Diakuinya, perihal penutupan sepihak tanpa ada pemberitahuan. Permasalahan ini sudah berlangsung lama, kurang lebih 20 tahun-an.
“Enggak ada air sama sekali sebenarnya yang kami minta supaya irigasi itu dinormalisasi sehingga pada musim hujan kami dapat air. Kami sudah bersurat ke provinsi menyampaikan hal ini,” terangnya.
Luas lahan subak Balangan sekitar 58 hektare dengan jumlah petani 200 orang. Akibat permasalahan air ini mereka tak bisa menanam padi dan beralih ke bercocok tanam.
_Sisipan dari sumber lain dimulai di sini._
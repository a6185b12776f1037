//! JSON HTTP surface wiring shopper actions to the catalog, cart and auth gateway.

use std::collections::HashMap;
use std::sync::Arc;

use axum::{
    extract::{Path, Query, State},
    http::StatusCode,
    response::{IntoResponse, Response},
    routing::{get, post, put},
    Json, Router,
};
use chrono::{DateTime, Utc};
use rust_decimal::Decimal;
use serde::{Deserialize, Serialize};
use thiserror::Error;
use tokio::sync::Mutex;
use tower_http::{cors::CorsLayer, trace::TraceLayer};
use tracing::debug;

use crate::auth::{AuthError, AuthGateway, FileSessionCache, MemorySessionCache, MockAuthGateway, Session, SessionCache};
use crate::catalog::{Catalog, Category, StaticCatalog};
use crate::config::Config;
use crate::domain::aggregates::{CartLine, CartStore, OrderSummary, Product};
use crate::domain::filters::{apply_filters, FilterSpec, PriceRange, SortBy};
use crate::domain::value_objects::Price;

/// Shared handles injected into every handler.
#[derive(Clone)]
pub struct AppState {
    pub catalog: Arc<dyn Catalog>,
    pub auth: Arc<dyn AuthGateway>,
    pub carts: Arc<Mutex<HashMap<String, CartStore>>>,
    pub tax_rate: Decimal,
}

impl AppState {
    pub fn new(catalog: Arc<dyn Catalog>, auth: Arc<dyn AuthGateway>, tax_rate: Decimal) -> Self {
        Self { catalog, auth, carts: Arc::new(Mutex::new(HashMap::new())), tax_rate }
    }

    /// Catalog from `CATALOG_PATH` or the demo set; mock auth with the configured cache.
    pub fn from_config(config: &Config) -> crate::Result<Self> {
        let catalog: Arc<dyn Catalog> = match &config.catalog_path {
            Some(path) => Arc::new(StaticCatalog::from_json_file(path)?),
            None => Arc::new(StaticCatalog::demo()),
        };
        let cache: Arc<dyn SessionCache> = match &config.session_cache_path {
            Some(path) => Arc::new(FileSessionCache::new(path)),
            None => Arc::new(MemorySessionCache::new()),
        };
        let auth = MockAuthGateway::new(cache).with_latency(config.auth_latency);
        Ok(Self::new(catalog, Arc::new(auth), config.tax_rate))
    }
}

#[derive(Debug, Error)]
pub enum ApiError {
    #[error("Not found: {0}")]
    NotFound(String),

    #[error(transparent)]
    Auth(#[from] AuthError),
}

impl IntoResponse for ApiError {
    fn into_response(self) -> Response {
        let status = match &self {
            Self::NotFound(_) => StatusCode::NOT_FOUND,
            Self::Auth(AuthError::Validation(_)) => StatusCode::UNPROCESSABLE_ENTITY,
            Self::Auth(AuthError::Rejected(_)) => StatusCode::UNAUTHORIZED,
        };
        (status, Json(serde_json::json!({ "error": self.to_string() }))).into_response()
    }
}

pub fn router(state: AppState) -> Router {
    Router::new()
        .route("/health", get(|| async { Json(serde_json::json!({"status": "healthy", "service": "opensase-storefront"})) }))
        .route("/api/v1/products", get(list_products))
        .route("/api/v1/categories", get(list_categories))
        .route("/api/v1/sort-options", get(list_sort_options))
        .route("/api/v1/cart/:session", get(get_cart).post(add_to_cart).delete(clear_cart))
        .route("/api/v1/cart/:session/items/:id", put(update_quantity).delete(remove_from_cart))
        .route("/api/v1/cart/:session/summary", get(cart_summary))
        .route("/api/v1/auth/login", post(login))
        .route("/api/v1/auth/signup", post(signup))
        .route("/api/v1/auth/logout", post(logout))
        .route("/api/v1/auth/me", get(me))
        .layer(TraceLayer::new_for_http())
        .layer(CorsLayer::permissive())
        .with_state(state)
}

// =============================================================================
// Catalog
// =============================================================================

#[derive(Debug, Default, Deserialize)]
pub struct ProductQuery {
    /// Comma-separated category ids.
    pub categories: Option<String>,
    pub min_price: Option<Decimal>,
    pub max_price: Option<Decimal>,
    pub sort: Option<String>,
}

impl ProductQuery {
    pub fn to_spec(&self) -> FilterSpec {
        let categories = self.categories.as_deref().unwrap_or_default()
            .split(',')
            .map(str::trim)
            .filter(|c| !c.is_empty());
        let bounds = PriceRange::unbounded();
        let range = PriceRange::new(
            self.min_price.unwrap_or(bounds.min),
            self.max_price.unwrap_or(bounds.max),
        );
        let sort = self.sort.as_deref().and_then(|s| s.parse::<SortBy>().ok()).unwrap_or_default();
        FilterSpec::default().with_categories(categories).with_price_range(range).with_sort(sort)
    }
}

async fn list_products(State(s): State<AppState>, Query(q): Query<ProductQuery>) -> Json<Vec<Product>> {
    let spec = q.to_spec();
    let products = apply_filters(&s.catalog.products(), &spec);
    debug!(sort = %spec.sort_by, categories = spec.categories.len(), visible = products.len(), "products filtered");
    Json(products)
}

async fn list_categories(State(s): State<AppState>) -> Json<Vec<Category>> { Json(s.catalog.categories()) }

#[derive(Debug, Serialize)]
pub struct SortOption { pub value: SortBy, pub label: &'static str }

async fn list_sort_options() -> Json<Vec<SortOption>> {
    Json(SortBy::ALL.iter().map(|s| SortOption { value: *s, label: s.label() }).collect())
}

// =============================================================================
// Cart
// =============================================================================

#[derive(Debug, Serialize)]
pub struct CartView {
    pub id: String,
    pub lines: Vec<CartLine>,
    pub cart_count: u64,
    pub subtotal: Price,
    pub updated_at: DateTime<Utc>,
}

impl From<&CartStore> for CartView {
    fn from(cart: &CartStore) -> Self {
        Self {
            id: cart.id().to_string(),
            lines: cart.lines().to_vec(),
            cart_count: cart.cart_count(),
            subtotal: cart.subtotal(),
            updated_at: cart.updated_at(),
        }
    }
}

#[derive(Debug, Deserialize)] pub struct AddToCartRequest { pub product_id: String }
#[derive(Debug, Deserialize)] pub struct UpdateQuantityRequest { pub quantity: i64 }

/// Runs `f` against the session's cart (created on first use) and renders the result.
async fn with_cart<F>(s: &AppState, session: String, f: F) -> CartView
where
    F: FnOnce(&mut CartStore),
{
    let mut carts = s.carts.lock().await;
    let cart = carts.entry(session.clone()).or_default();
    f(cart);
    for event in cart.take_events() {
        debug!(session = %session, ?event, "cart event");
    }
    CartView::from(&*cart)
}

async fn get_cart(State(s): State<AppState>, Path(session): Path<String>) -> Json<CartView> {
    Json(with_cart(&s, session, |_| {}).await)
}

async fn add_to_cart(State(s): State<AppState>, Path(session): Path<String>, Json(r): Json<AddToCartRequest>) -> Result<Json<CartView>, ApiError> {
    let product = s.catalog.find(&r.product_id).ok_or_else(|| ApiError::NotFound(format!("product {}", r.product_id)))?;
    Ok(Json(with_cart(&s, session, |cart| cart.add_to_cart(product.snapshot())).await))
}

async fn update_quantity(State(s): State<AppState>, Path((session, id)): Path<(String, String)>, Json(r): Json<UpdateQuantityRequest>) -> Json<CartView> {
    Json(with_cart(&s, session, |cart| cart.update_quantity(&id, r.quantity)).await)
}

async fn remove_from_cart(State(s): State<AppState>, Path((session, id)): Path<(String, String)>) -> Json<CartView> {
    Json(with_cart(&s, session, |cart| cart.remove_from_cart(&id)).await)
}

async fn clear_cart(State(s): State<AppState>, Path(session): Path<String>) -> Json<CartView> {
    Json(with_cart(&s, session, CartStore::clear_cart).await)
}

async fn cart_summary(State(s): State<AppState>, Path(session): Path<String>) -> Json<OrderSummary> {
    let carts = s.carts.lock().await;
    let summary = match carts.get(&session) {
        Some(cart) => OrderSummary::from_cart(cart, s.tax_rate),
        None => OrderSummary::from_cart(&CartStore::new(), s.tax_rate),
    };
    Json(summary)
}

// =============================================================================
// Auth
// =============================================================================

#[derive(Debug, Deserialize)]
pub struct LoginRequest { #[serde(default)] pub email: String, #[serde(default)] pub password: String }

#[derive(Debug, Deserialize)]
pub struct SignupRequest { #[serde(default)] pub name: String, #[serde(default)] pub email: String, #[serde(default)] pub password: String }

#[derive(Debug, Serialize)]
pub struct MeResponse { pub authenticated: bool, pub user: Option<Session> }

async fn login(State(s): State<AppState>, Json(r): Json<LoginRequest>) -> Result<Json<Session>, ApiError> {
    Ok(Json(s.auth.login(&r.email, &r.password).await?))
}

async fn signup(State(s): State<AppState>, Json(r): Json<SignupRequest>) -> Result<(StatusCode, Json<Session>), ApiError> {
    Ok((StatusCode::CREATED, Json(s.auth.signup(&r.name, &r.email, &r.password).await?)))
}

async fn logout(State(s): State<AppState>) -> StatusCode {
    s.auth.logout().await;
    StatusCode::NO_CONTENT
}

async fn me(State(s): State<AppState>) -> Json<MeResponse> {
    let user = s.auth.current_user().await;
    Json(MeResponse { authenticated: user.is_some(), user })
}
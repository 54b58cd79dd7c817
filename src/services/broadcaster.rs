// src/services/broadcaster.rs - The master broadcaster: selects the active
// source channel and fans chunks out to every listener sink.

use std::sync::Arc;
use std::time::Duration;

use bytes::Bytes;
use tokio::sync::mpsc;
use tokio::task::JoinHandle;
use tokio::time::timeout;

use crate::config;
use crate::station::{RadioStation, SourceReceivers};

pub fn spawn(station: Arc<RadioStation>) -> JoinHandle<()> {
    let receivers = station.take_source_receivers();
    tokio::spawn(run(station, receivers))
}

fn silent_chunk() -> Bytes {
    Bytes::from_static(&config::SILENT_FRAME)
}

/// Exactly one source feeds the listeners at any instant. The switchover is
/// chunk-aligned: on a live-flag edge the queued auto DJ backlog is
/// discarded, and when a live session ends its leftover buffer is discarded
/// too, so the next session starts clean.
async fn run(station: Arc<RadioStation>, receivers: SourceReceivers) {
    let SourceReceivers { mut autodj_rx, mut live_rx } = receivers;
    log::info!("Master broadcaster started");

    let live_timeout = Duration::from_millis(config::LIVE_RECV_TIMEOUT_MS);
    let autodj_timeout = Duration::from_millis(config::AUTODJ_RECV_TIMEOUT_MS);

    let mut was_live = false;
    let mut live_silent_ticks: u32 = 0;

    loop {
        let live_now = station.live_active();
        if live_now != was_live {
            let discarded = drain(&mut autodj_rx);
            if discarded > 0 {
                log::debug!("Discarded {} queued auto DJ chunks at switchover", discarded);
            }
            if !live_now {
                let stale = drain(&mut live_rx);
                if stale > 0 {
                    log::debug!("Discarded {} stale live chunks after session end", stale);
                }
            }
            live_silent_ticks = 0;
            was_live = live_now;
        }

        let chunk = if live_now {
            match timeout(live_timeout, live_rx.recv()).await {
                Ok(Some(chunk)) => {
                    live_silent_ticks = 0;
                    chunk
                }
                Ok(None) => silent_chunk(),
                Err(_) => {
                    live_silent_ticks += 1;
                    // One notice, not one per tick.
                    if live_silent_ticks == config::LIVE_LAG_NOTICE_TICKS {
                        log::warn!("Live source connected but sending no audio (lag?)");
                    }
                    silent_chunk()
                }
            }
        } else {
            match timeout(autodj_timeout, autodj_rx.recv()).await {
                Ok(Some(chunk)) => chunk,
                Ok(None) => {
                    log::info!("Auto DJ channel closed, broadcaster stopping");
                    break;
                }
                Err(_) => silent_chunk(),
            }
        };

        station.distribute(&chunk);
    }
}

fn drain(rx: &mut mpsc::Receiver<Bytes>) -> usize {
    let mut n = 0;
    while rx.try_recv().is_ok() {
        n += 1;
    }
    n
}
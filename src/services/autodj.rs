// src/services/autodj.rs - The auto DJ producer: scheduler output pumped
// through the encoder into the auto DJ channel.

use std::sync::Arc;
use std::time::Duration;

use bytes::Bytes;
use tokio::sync::mpsc;
use tokio::task::JoinHandle;
use tokio::time::sleep;

use crate::config;
use crate::station::RadioStation;

use super::transcoder::{self, Transcoder};

pub fn spawn(station: Arc<RadioStation>) -> JoinHandle<()> {
    let tx = station.autodj_sender();
    tokio::spawn(run(station, tx))
}

fn silent_chunk() -> Bytes {
    Bytes::from_static(&config::SILENT_FRAME)
}

async fn run(station: Arc<RadioStation>, tx: mpsc::Sender<Bytes>) {
    log::info!("Auto DJ producer started");

    loop {
        // While paused or preempted by a live source, keep the channel
        // primed with silence. Non-blocking: the broadcaster is not
        // draining this channel during live, so a full buffer just drops.
        if !station.is_playing() || station.live_active() {
            let _ = tx.try_send(silent_chunk());
            sleep(Duration::from_millis(config::PAUSED_TICK_MS)).await;
            continue;
        }

        let Some(item) = station.next_item() else {
            let _ = tx.send(silent_chunk()).await;
            sleep(Duration::from_secs(config::IDLE_RETRY_SECS)).await;
            continue;
        };

        let path = item.path();
        if !path.exists() {
            log::warn!("File not found: {}. Skipping and rescanning.", path.display());
            station.rescan(item.kind);
            continue;
        }

        station.set_current_item(&item);
        log::info!("[AutoDJ] Now playing: ({}) {}", item.kind.label(), item.filename);

        match Transcoder::start(&path) {
            Ok(mut job) => {
                pump_track(&station, &tx, &mut job).await;
                match job.wait().await {
                    Ok(status) if !transcoder::is_normal_exit(status) => {
                        log::warn!("Encoder exited with {} for {}", status, item.filename);
                    }
                    Err(e) => log::warn!("Failed to reap encoder for {}: {}", item.filename, e),
                    _ => {}
                }
            }
            Err(e) => {
                log::warn!("Cannot start encoder for {}: {}", item.filename, e);
                sleep(Duration::from_millis(500)).await;
            }
        }

        station.clear_current_item();
    }
}

/// Copies encoded chunks into the auto DJ channel until the track ends or
/// the station is paused/preempted. The bounded blocking send plus the
/// encoder's real-time pacing keep the in-flight backlog small, so a live
/// switchover flushes in well under a second.
async fn pump_track(station: &RadioStation, tx: &mpsc::Sender<Bytes>, job: &mut Transcoder) {
    loop {
        if !station.is_playing() || station.live_active() {
            job.cancel();
            return;
        }
        match job.read_chunk().await {
            Ok(Some(chunk)) => {
                if tx.send(chunk).await.is_err() {
                    // Broadcaster gone: shutdown in progress.
                    job.cancel();
                    return;
                }
            }
            Ok(None) => return,
            Err(e) => {
                log::warn!("Encoder read error: {}", e);
                job.cancel();
                return;
            }
        }
    }
}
“Jadi, kami bercocok tanam mengandalkan anugerah Tuhan yaitu mengandalkan hujan turun. Oh sudah kami sampaikan ke bupati zamannya
bupati Cok Ratmadi (Anak Agung Ngurah Oka Ratmadi), Anak Agung Gde Agung sampai sekarang belum juga tuntas,” kesal Ketut Matrayasa.
Disinggung mengenai langkah kepala desa, Ia menyebutkan responnya bagus namun pejabat desa juga tidak bisa menyelesaikan.
Tidak hanya pertanian yang terkena dampak, tapi juga sektor peternakan. “Terutamanya para petani sudah sejak penutupan itu enggak pernah bisa tanam padi,” pungkasnya.
Dikonfirmasi terpisah, Kepala Dinas Pekerjaan Umum dan Penataan Ruang (PUPR) Kabupaten Badung, Ida Bagus Surya Suamba malah mengakui tidak tahu.
“Apalagi hujan-hujan ini full airnya,” ucapnya. Dia mengatakan selama ini belum dapat informasi tersebut. “ Saya akan cek dulu,” ucapnya singkat.